A blood test may be reliable in diagnosing some adults with suspected celiac disease, helping to avoid a biopsy, according to a prospective cohort study.
In 436 adults with suspected disease and without IgA deficiency, a serum anti-tissue transglutaminase IgA (tTG-IgA) test was compared with the gold standard: duodenal biopsy. The result was that the serum testing turned up 348 true positives and 66 true negatives, but also 15 false positives and seven false negatives, said researchers led by Carolina Ciacci, MD, of the University of Salerno in Italy.
Reporting online in Ciacci's group said the positive predictive value of the blood test was 95.9% (95% CI 92-99.8) and the negative predictive value was 90.4% (95% CI 85.5-95.3). The sensitivity was 98% (95% CI 95.3-100) and the specificity was 81.5% (95% CI 73.9-89.1).

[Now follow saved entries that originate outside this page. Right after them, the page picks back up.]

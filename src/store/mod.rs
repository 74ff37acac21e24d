/// Station artifact store: the flat-file layout shared by the trend driver and
/// the consistency verifier.
///
/// Layout of a data repository:
/// ```text
///  <repo>/
///    obs_output/
///      sitemeta_<var>.csv            station metadata (obs tree only)
///      trends_<var>.csv              aggregated trend table
///      data_<var>/
///        data_<var>_<id>_monthly.csv       per-station series (monthly vars)
///        <var>_<id>_daily.csv              per-station series (daily vars)
///        <var>_<id>_<y0>-<y1>_<sub>_yearly.csv   trend-window series
///    mod_output/
///      trends_<var>.csv
///      data_<var>/ ...
/// ```
///
/// Submodules:
/// - `naming`: formats and parses artifact names.
/// - `tables`: sitemeta and trend table codecs.
/// - `series`: per-station time series codec.

pub mod naming;
pub mod series;
pub mod tables;

use std::fs;
use std::path::{Path, PathBuf};

use crate::model::{OutputTree, Resolution, TrendsError};
use naming::StationSeriesName;

/// Path of the sitemeta table for `variable`.
pub fn sitemeta_path(repo: &Path, variable: &str) -> PathBuf {
    OutputTree::Obs
        .root(repo)
        .join(naming::sitemeta_file_name(variable))
}

/// Path of the trend table for `variable` in `tree`.
pub fn trend_table_path(repo: &Path, tree: OutputTree, variable: &str) -> PathBuf {
    tree.root(repo).join(naming::trend_table_file_name(variable))
}

/// Per-variable data directory in `tree`.
pub fn data_dir(repo: &Path, tree: OutputTree, variable: &str) -> PathBuf {
    tree.root(repo).join(naming::data_dir_name(variable))
}

/// Names of the regular, non-hidden files in `dir`, sorted.
///
/// A missing directory yields an empty list.
pub fn list_file_names(dir: &Path) -> Result<Vec<String>, TrendsError> {
    if !dir.exists() {
        return Ok(Vec::new());
    }
    let mut names = Vec::new();
    for entry in fs::read_dir(dir).map_err(|e| TrendsError::io(dir, e))? {
        let entry = entry.map_err(|e| TrendsError::io(dir, e))?;
        let file_type = entry.file_type().map_err(|e| TrendsError::io(entry.path(), e))?;
        if !file_type.is_file() {
            continue;
        }
        let name = entry.file_name().to_string_lossy().into_owned();
        if name.starts_with('.') {
            continue;
        }
        names.push(name);
    }
    names.sort();
    Ok(names)
}

/// Finds the per-station series file for a station, accepting either the
/// `data_<var>_` or the `<var>_` prefix. Returns `None` if neither exists.
pub fn locate_station_series(
    dir: &Path,
    variable: &str,
    station_id: &str,
    resolution: Resolution,
) -> Option<PathBuf> {
    let name = StationSeriesName::new(variable, station_id, resolution);
    name.candidate_file_names()
        .into_iter()
        .map(|candidate| dir.join(candidate))
        .find(|path| path.is_file())
}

In a post-hoc analysis of adults whose tTG-IgA was more than 10 times the upper limit of normal, the serum test had a positive predictive value of 97.5% (95% CI 93.4-99.2), the researchers noted.

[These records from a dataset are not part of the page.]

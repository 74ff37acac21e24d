/// Variable registry for the trend output store.
///
/// Defines the canonical list of variables the trend driver knows how to
/// produce, along with the resolution their per-station series are stored at.
/// This is the single source of truth for variable names; configuration may
/// activate a subset but never add to it.

use crate::model::Resolution;

// ---------------------------------------------------------------------------
// Variable metadata
// ---------------------------------------------------------------------------

/// Metadata for a single recognised variable.
#[derive(Debug)]
pub struct Variable {
    /// Name used in file names and table `var` columns.
    pub name: &'static str,
    /// Resolution of the stored per-station series.
    pub resolution: Resolution,
    pub description: &'static str,
}

const fn monthly(name: &'static str, description: &'static str) -> Variable {
    Variable {
        name,
        resolution: Resolution::Monthly,
        description,
    }
}

/// All variables recognised by the store, in processing order.
pub static VARIABLE_REGISTRY: &[Variable] = &[
    monthly("concno2", "NO2 mass concentration"),
    monthly("concso2", "SO2 mass concentration"),
    monthly("concco", "CO mass concentration"),
    monthly("vmrc2h6", "Ethane volume mixing ratio"),
    monthly("vmrc2h4", "Ethene volume mixing ratio"),
    monthly("concpm25", "PM2.5 mass concentration"),
    monthly("concpm10", "PM10 mass concentration"),
    Variable {
        name: "vmro3max",
        resolution: Resolution::Daily,
        // Sourced from hourly vmro3, stored after resampling to daily max.
        description: "Daily maximum ozone volume mixing ratio",
    },
    monthly("concso4", "Sulphate mass concentration"),
    monthly("concNtno3", "Total nitrate as nitrogen"),
    monthly("concNtnh", "Total ammonium + ammonia as nitrogen"),
    monthly("concNnh3", "Ammonia as nitrogen"),
    monthly("concNnh4", "Ammonium as nitrogen"),
    monthly("concNhno3", "Nitric acid as nitrogen"),
    monthly("concNno3pm25", "Fine nitrate as nitrogen"),
    monthly("concNno3pm10", "Coarse nitrate as nitrogen"),
    monthly("concsspm25", "Fine sea salt"),
    monthly("concss", "Sea salt"),
    monthly("concCecpm25", "Fine elemental carbon"),
    monthly("concCocpm25", "Fine organic carbon"),
    monthly("conchcho", "Formaldehyde mass concentration"),
    monthly("wetoxs", "Wet deposition of oxidised sulphur"),
    monthly("wetrdn", "Wet deposition of reduced nitrogen"),
    monthly("wetoxn", "Wet deposition of oxidised nitrogen"),
    monthly("pr", "Precipitation"),
    monthly("vmrisop", "Isoprene volume mixing ratio"),
    monthly("concglyoxal", "Glyoxal mass concentration"),
];

/// Default seasons a monthly variable is trended over.
pub const DEFAULT_SEASONS: &[&str] = &["all", "spring", "summer", "autumn", "winter"];

/// Default yearly percentiles of daily max a daily variable is trended over.
pub const DEFAULT_PERCENTILES: &[u8] = &[10, 50, 75, 95, 98, 99];

/// Looks up a variable by name. Returns `None` if not registered.
pub fn find_variable(name: &str) -> Option<&'static Variable> {
    VARIABLE_REGISTRY.iter().find(|v| v.name == name)
}

/// Returns the names of all registered variables.
pub fn all_variable_names() -> Vec<&'static str> {
    VARIABLE_REGISTRY.iter().map(|v| v.name).collect()
}

/// Returns the names of registered variables stored at `resolution`.
pub fn variables_with_resolution(resolution: Resolution) -> Vec<&'static str> {
    VARIABLE_REGISTRY
        .iter()
        .filter(|v| v.resolution == resolution)
        .map(|v| v.name)
        .collect()
}

// ---------------------------------------------------------------------------
// Tests
// ---------------------------------------------------------------------------

#[cfg(test)]
mod tests {
    use super::*;

    #[test]
    fn test_no_duplicate_variable_names() {
        let mut seen = std::collections::HashSet::new();
        for var in VARIABLE_REGISTRY {
            assert!(
                seen.insert(var.name),
                "duplicate variable '{}' found in VARIABLE_REGISTRY",
                var.name
            );
        }
    }

    #[test]
    fn test_variable_names_are_single_file_name_tokens() {
        // Names are embedded between '_' separators in every artifact name;
        // an underscore inside a name would make retention token matching
        // ambiguous.
        for var in VARIABLE_REGISTRY {
            assert!(
                !var.name.is_empty() && var.name.chars().all(|c| c.is_ascii_alphanumeric()),
                "variable name '{}' must be a non-empty alphanumeric token",
                var.name
            );
        }
    }

    #[test]
    fn test_only_daily_max_ozone_is_daily() {
        assert_eq!(variables_with_resolution(Resolution::Daily), vec!["vmro3max"]);
        assert_eq!(
            variables_with_resolution(Resolution::Monthly).len(),
            VARIABLE_REGISTRY.len() - 1
        );
    }

    #[test]
    fn test_find_variable_returns_correct_entry() {
        let pr = find_variable("pr").expect("precipitation should be registered");
        assert_eq!(pr.resolution, Resolution::Monthly);
        assert!(find_variable("vmro3").is_none(), "raw hourly ozone is not an output variable");
        assert!(find_variable("stale_var").is_none());
    }

    #[test]
    fn test_all_variable_names_matches_registry_length() {
        assert_eq!(all_variable_names().len(), VARIABLE_REGISTRY.len());
    }

    #[test]
    fn test_default_sub_keys() {
        assert_eq!(DEFAULT_SEASONS[0], "all");
        assert!(DEFAULT_PERCENTILES.windows(2).all(|w| w[0] < w[1]));
        assert!(DEFAULT_PERCENTILES.iter().all(|p| *p > 0 && *p < 100));
    }
}
use std::path::PathBuf;
use std::sync::mpsc::{self, Receiver, TryRecvError};
use std::thread;

use eframe::egui::{self, Context};
use fuzzy_matcher::skim::SkimMatcherV2;

use bibnet::bib::{EntryStore, load_entry_store};
use bibnet::config::NetworkConfig;
use bibnet::network::ViewState;
use bibnet::selectors::Selectors;
use bibnet::tags::TagCloud;

mod graph;
mod render_utils;
mod ui;

pub struct BibApp {
    entries_path: PathBuf,
    config: NetworkConfig,
    state: AppState,
    reload_rx: Option<Receiver<Result<EntryStore, String>>>,
}

enum AppState {
    Loading {
        rx: Receiver<Result<EntryStore, String>>,
    },
    Ready(Box<ViewModel>),
    Error(String),
}

struct ViewModel {
    store: EntryStore,
    selectors: Selectors,
    config: NetworkConfig,
    network: ViewState,
    clouds: Vec<TagCloud>,
    tag_filter: String,
    matcher: SkimMatcherV2,
    applied_selectors: Option<u64>,
    network_dirty: bool,
    entry_rows_visible: usize,
}

impl BibApp {
    pub fn new(
        _cc: &eframe::CreationContext<'_>,
        entries_path: PathBuf,
        config: NetworkConfig,
    ) -> Self {
        let state = Self::start_load(entries_path.clone());
        Self {
            entries_path,
            config,
            state,
            reload_rx: None,
        }
    }

    fn spawn_load(entries_path: PathBuf) -> Receiver<Result<EntryStore, String>> {
        let (tx, rx) = mpsc::channel();

        thread::spawn(move || {
            let result = load_entry_store(&entries_path).map_err(|error| format!("{error:#}"));
            if let Err(error) = &result {
                tracing::error!(%error, "loading entries failed");
            }
            let _ = tx.send(result);
        });

        rx
    }

    fn start_load(entries_path: PathBuf) -> AppState {
        AppState::Loading {
            rx: Self::spawn_load(entries_path),
        }
    }
}

impl eframe::App for BibApp {
    fn update(&mut self, ctx: &Context, _frame: &mut eframe::Frame) {
        let mut transition = None;

        match &mut self.state {
            AppState::Loading { rx } => {
                match rx.try_recv() {
                    Ok(result) => {
                        transition = Some(match result {
                            Ok(store) => AppState::Ready(Box::new(ViewModel::new(
                                store,
                                self.config.clone(),
                            ))),
                            Err(error) => AppState::Error(error),
                        });
                    }
                    Err(TryRecvError::Empty) => ctx.request_repaint(),
                    Err(TryRecvError::Disconnected) => {
                        transition =
                            Some(AppState::Error("Background load worker disconnected".to_owned()));
                    }
                }

                egui::CentralPanel::default().show(ctx, |ui| {
                    ui.vertical_centered(|ui| {
                        ui.add_space(120.0);
                        ui.heading("Loading bibliography...");
                        ui.add_space(8.0);
                        ui.spinner();
                    });
                });
            }
            AppState::Error(error) => {
                egui::CentralPanel::default().show(ctx, |ui| {
                    ui.heading("Failed to load bibliography");
                    ui.add_space(6.0);
                    ui.label(error.as_str());
                    ui.add_space(10.0);
                    if ui.button("Retry").clicked() {
                        transition = Some(Self::start_load(self.entries_path.clone()));
                    }
                });
            }
            AppState::Ready(model) => {
                let mut reload_requested = false;
                let is_reloading = self.reload_rx.is_some();
                model.show(ctx, &self.entries_path, &mut reload_requested, is_reloading);

                if reload_requested && self.reload_rx.is_none() {
                    self.reload_rx = Some(Self::spawn_load(self.entries_path.clone()));
                }

                if let Some(rx) = self.reload_rx.take() {
                    match rx.try_recv() {
                        Ok(result) => {
                            transition = Some(match result {
                                Ok(store) => AppState::Ready(Box::new(ViewModel::new(
                                    store,
                                    model.config.clone(),
                                ))),
                                Err(error) => AppState::Error(error),
                            });
                        }
                        Err(TryRecvError::Empty) => {
                            self.reload_rx = Some(rx);
                            ctx.request_repaint();
                        }
                        Err(TryRecvError::Disconnected) => {
                            transition = Some(AppState::Error(
                                "Background load worker disconnected".to_owned(),
                            ));
                        }
                    }
                }
            }
        }

        if let Some(next_state) = transition {
            self.reload_rx = None;
            self.state = next_state;
        }
    }
}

"With the use of tTG-IgA in patients with known concentrations of total serum IgA, a diagnosis will be established more quickly and treatment with a gluten-free diet started earlier than with biopsy," Ciacci and colleagues wrote.
In addition, a non-biopsy approach reduces pressure on endoscopy clinics and reduces costs, according to the study authors. Another benefit for patients is avoiding an invasive, uncomfortable procedure that often requires sedation and sometimes a general anesthetic, they said.

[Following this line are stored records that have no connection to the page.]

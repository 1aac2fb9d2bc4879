use eframe::egui::{Vec2, vec2};

use super::quadtree::QuadTree;

/// Barnes-Hut opening criterion, squared.
const THETA_SQ: f32 = 0.81;
const DISTANCE_MIN_SQ: f32 = 1.0;

/// Deterministic sub-pixel noise used to separate coincident nodes.
#[derive(Clone, Debug)]
pub(super) struct Jiggle {
    state: u32,
}

impl Jiggle {
    pub(super) fn new(seed: u32) -> Self {
        Self {
            state: seed.max(1),
        }
    }

    pub(super) fn next(&mut self) -> f32 {
        // xorshift32
        let mut x = self.state;
        x ^= x << 13;
        x ^= x >> 17;
        x ^= x << 5;
        self.state = x;
        let value = ((x as f32 / u32::MAX as f32) - 0.5) * 1e-6;
        if value == 0.0 {
            1e-7
        } else {
            value
        }
    }

    fn nudge(&mut self, delta: Vec2) -> Vec2 {
        vec2(
            if delta.x == 0.0 { self.next() } else { delta.x },
            if delta.y == 0.0 { self.next() } else { delta.y },
        )
    }
}

#[derive(Clone, Copy, Debug)]
pub(super) struct LinkSpring {
    pub(super) source: usize,
    pub(super) target: usize,
    pub(super) strength: f32,
    /// Share of the correction applied to the target.
    pub(super) bias: f32,
}

pub(super) fn apply_links(
    springs: &[LinkSpring],
    rest_length: f32,
    alpha: f32,
    positions: &[Vec2],
    velocities: &mut [Vec2],
    jiggle: &mut Jiggle,
) {
    for spring in springs {
        let (source, target) = (spring.source, spring.target);
        if source == target || source >= positions.len() || target >= positions.len() {
            continue;
        }

        let delta = jiggle.nudge(
            positions[target] + velocities[target] - positions[source] - velocities[source],
        );
        let length = delta.length();
        let scale = (length - rest_length) / length * alpha * spring.strength;
        let correction = delta * scale;

        velocities[target] -= correction * spring.bias;
        velocities[source] += correction * (1.0 - spring.bias);
    }
}

fn charge_contribution(delta: Vec2, distance_sq: f32, charge: f32, alpha: f32) -> Vec2 {
    let distance_sq = if distance_sq < DISTANCE_MIN_SQ {
        (DISTANCE_MIN_SQ * distance_sq).sqrt()
    } else {
        distance_sq
    };
    delta * (charge * alpha / distance_sq)
}

fn accumulate_charge(
    tree: &QuadTree,
    index: usize,
    positions: &[Vec2],
    strength: f32,
    alpha: f32,
    jiggle: &mut Jiggle,
    velocity: &mut Vec2,
) {
    if tree.count == 0 {
        return;
    }

    let point = positions[index];

    if tree.is_leaf() {
        for &other in &tree.indices {
            if other == index {
                continue;
            }
            let delta = jiggle.nudge(positions[other] - point);
            *velocity += charge_contribution(delta, delta.length_sq(), strength, alpha);
        }
        return;
    }

    let delta = tree.center_of_mass - point;
    let distance_sq = delta.length_sq();
    let width = tree.cell.width();
    if width * width / THETA_SQ < distance_sq {
        let charge = strength * tree.count as f32;
        *velocity += charge_contribution(jiggle.nudge(delta), distance_sq, charge, alpha);
        return;
    }

    for child in tree.children.iter().flatten() {
        accumulate_charge(child, index, positions, strength, alpha, jiggle, velocity);
    }
}

/// Uniform many-body force; negative strength repels.
pub(super) fn apply_charge(
    strength: f32,
    alpha: f32,
    positions: &[Vec2],
    velocities: &mut [Vec2],
    jiggle: &mut Jiggle,
) {
    if positions.len() < 2 {
        return;
    }

    let Some(tree) = QuadTree::build(positions) else {
        return;
    };

    for (index, velocity) in velocities.iter_mut().enumerate() {
        accumulate_charge(&tree, index, positions, strength, alpha, jiggle, velocity);
    }
}

/// Pulls every node toward `center` on both axes.
pub(super) fn apply_centering(
    center: Vec2,
    strength: f32,
    alpha: f32,
    positions: &[Vec2],
    velocities: &mut [Vec2],
) {
    for (position, velocity) in positions.iter().zip(velocities.iter_mut()) {
        *velocity += (center - *position) * (strength * alpha);
    }
}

Furthermore, although small bowel biopsy has been the gold standard for diagnosis, the histological interpretation is not always straightforward, which can lead to diagnostic delay or even misdiagnosis, they added.
Several clinical studies have shown the tTG-IgA test is feasible in children with suspected celiac disease, and this approach has been adopted by many healthcare systems and clinicians, mainly in Europe, the study authors said. However, the non-biopsy approach has not been widely adopted in adult practice.
A spokesperson for the American Gastroenterological Association who was not involved in the study, however, advised that diagnosis with biopsy should remain the standard for now.
"This study supports a growing evidence base that highly elevated tissue transglutaminase IgA levels mean that the patient is highly likely to have celiac disease," said Benjamin Lebwohl, MD, a gastroenterologist at Columbia University Irving Medical Center in New York City, in an email to app. "However, 'highly likely' is not 100%, and the gluten-free diet is a long-term treatment that entails a major life change, so getting as close to 100% as possible is important."
"Because these antibodies remain imperfect," Lebwohl continued, "I recommend that the intestinal biopsy remain the default for all adults with suspected celiac disease; in exceptional cases, where biopsy may be impractical or present safety concerns, these results can help us quantify the likelihood that an individual has celiac disease."
Ciacci and colleagues conducted their study at 14 tertiary referral centers in Europe, Asia, Oceania, and South America. It included 296 women and 140 men with a mean age of 40. All had suspected celiac disease. None were on a gluten-free diet, and IgA deficiency was an exclusion criteria. They all underwent a serum tTG-IgA measurement and an endoscopic duodenal biopsy.
The serum test was defined as positive if it was more than one time the upper limit of normal. The main outcome was reliability of the tTG-IgA test to diagnose celiac disease, defined by duodenal villous atrophy as determined by a pathologist.
Participants were primarily from Europe, so the results cannot be extrapolated to the general population or other racial/ethnic groups, Ciacci's group said. Another limitation was the relatively low number of individuals who did not have celiac disease as defined by duodenal villous atrophy.
"In conclusion, our results indicate that a serology-based celiac disease diagnosis without biopsy is possible in adults with reliable suspicion of celiac disease (high pretest probability)," they said.
Disclosures
No funding source was reported for this study. One author is an employee of Werfen. All others declared no competing interests.
Primary Source
The Lancet Gastroenterology & Hepatology
Ciacci C, et al "Serum anti-tissue transglutaminase IgA and prediction of duodenal villous atrophy in adults with suspected coeliac disease without IgA deficiency (Bi.A.CeD): a multicentre, prospective cohort study" Lancet Gastroenterol Hepatol 2023; DOI: 10.1016/S2468-1253(23)00205-4.